C = Cubic feet (cubic meters) of hydrogen per minute
FC = Float current per 100 AH (temperature compensated) in milliamperes
AH = Ampere hours (nominal 8 hr.)
K = Constant___1 AH = 0.000267 cubic feet (7.56 x 10-6) cubic meters) per minute of hydrogen
N = Number of cells

EXAMPLE
60 cell GT-41 (3,730 AH) near end of life, on equalize at 2.33 VPC at 92° (33°) electrolyte temperature.
C = 450 (from table) x 2 for 92°F (33º= 900 milliamperes
C = 900/1000 x 3,730/100 x 0.000267 cu. ft. (7.56 x 10-6 cu. m.) x 60
Hydrogen = 0.538 cu. ft. (0.0152 cu. m.) per minute

Assume a room size of 16,000 cu. ft. (452.5 cu. m.) that is allowed a 2% concentration of hydrogen or 320 cu. ft. (9.06 cu. m.). At the above hydrogen evolution rate of 0.538 cu. ft. (0.0152 cu. m.) per minute, it would require 10 hours to reach 2% concentration. Thus with one air change every 10 hours, the hydrogen concentration could be maintained below 2%.

How do I calculate what size charger I need and hours to recharge?

CHARGER SIZING FORMULA
A = D.C. output rating of charger in amperes
C = Calculated number of ampere hours discharged from battery (time in hours x load).
A = 1.1 x C/H + L
H = Number of hours recharge time.
L = Load on system in amperes.

HOURS TO RECHARGE FORMULA
H = 1.1 x C/A-L

Will preventative maintenance extend the life of my batteries?  If so, how should it be done?

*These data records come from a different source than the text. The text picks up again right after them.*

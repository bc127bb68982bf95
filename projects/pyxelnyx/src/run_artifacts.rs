// Run artifact struct definitions
//
// Structs persisted as the `<stem>-detections.json` side file next to a
// redacted output.

use crate::pipeline::types::{BoundingBox, Detection};
use chrono::Duration;
use serde::{Deserialize, Serialize};

/// Pixel-space box as written to the side file.
#[derive(Serialize, Deserialize, Debug, Clone, Copy, PartialEq, Eq)]
pub struct BoxRecord {
    pub x1: i32,
    pub y1: i32,
    pub x2: i32,
    pub y2: i32,
}

impl From<BoundingBox> for BoxRecord {
    fn from(b: BoundingBox) -> Self {
        Self {
            x1: b.x1,
            y1: b.y1,
            x2: b.x2,
            y2: b.y2,
        }
    }
}

/// A single non-primary object.
#[derive(Serialize, Deserialize, Debug, Clone, PartialEq)]
pub struct DetectionRecord {
    pub label: String,
    pub confidence: f32,
    pub bbox: BoxRecord,
    #[serde(default, skip_serializing_if = "Option::is_none")]
    pub frame: Option<u64>,
    #[serde(default, skip_serializing_if = "Option::is_none")]
    pub timestamp: Option<String>,
}

impl From<&Detection> for DetectionRecord {
    fn from(d: &Detection) -> Self {
        Self {
            label: d.class_label.clone(),
            confidence: d.confidence,
            bbox: d.bbox.into(),
            frame: d.frame_index,
            timestamp: d.timestamp.clone(),
        }
    }
}

/// Everything the secondary detector found in one input file.
#[derive(Serialize, Deserialize, Debug, Clone, PartialEq)]
pub struct DetectionReport {
    pub source_file: String,
    pub total_detections: usize,
    pub detections: Vec<DetectionRecord>,
}

/// Formats a frame position as `HH:MM:SS.mmm`.
pub fn format_timestamp(frame_index: u64, fps: f64) -> String {
    let millis = if fps > 0.0 {
        (frame_index as f64 / fps * 1000.0).round() as i64
    } else {
        0
    };
    let d = Duration::milliseconds(millis);
    format!(
        "{:02}:{:02}:{:02}.{:03}",
        d.num_hours(),
        d.num_minutes() % 60,
        d.num_seconds() % 60,
        d.num_milliseconds() % 1000
    )
}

Yes. Battery maintenance should be accomplished in accordance with the manufacturer’s instructions and the applicable IEEE standards. Please remember that IEEE battery maintenance standards reflect the minimum recommend maintenance practices. Your battery may require shorter maintenance intervals.

The factor having the largest impact on battery life is temperature. All batteries are temperature sensitive devices. All aspects of battery performance are affected by temperature. Low ambient temperatures reduce available capacity and require increased float voltages. High ambient temperatures cause significant reductions in battery life, increase water consumption, and require decreased float voltages. Additionally, minor variations in cell temperatures can cause significant operational problems.

For optimum life and performance, batteries should be installed in a temperature-controlled environment.

How do I correctly size my battery system and determine which battery is right for my system?

Determining the size of a battery system can sometimes be very complicated.  Factors such as number of cells needed to reach the desired voltage, maximum system voltage, minimum system voltage, float voltage, charging rate, temperature, design margin, compensation for age, initial required capacity and duty cycle can affect a battery’s sizing.

Determining which battery is needed depends upon the application such as UPS backup, switchgear, telecom etc.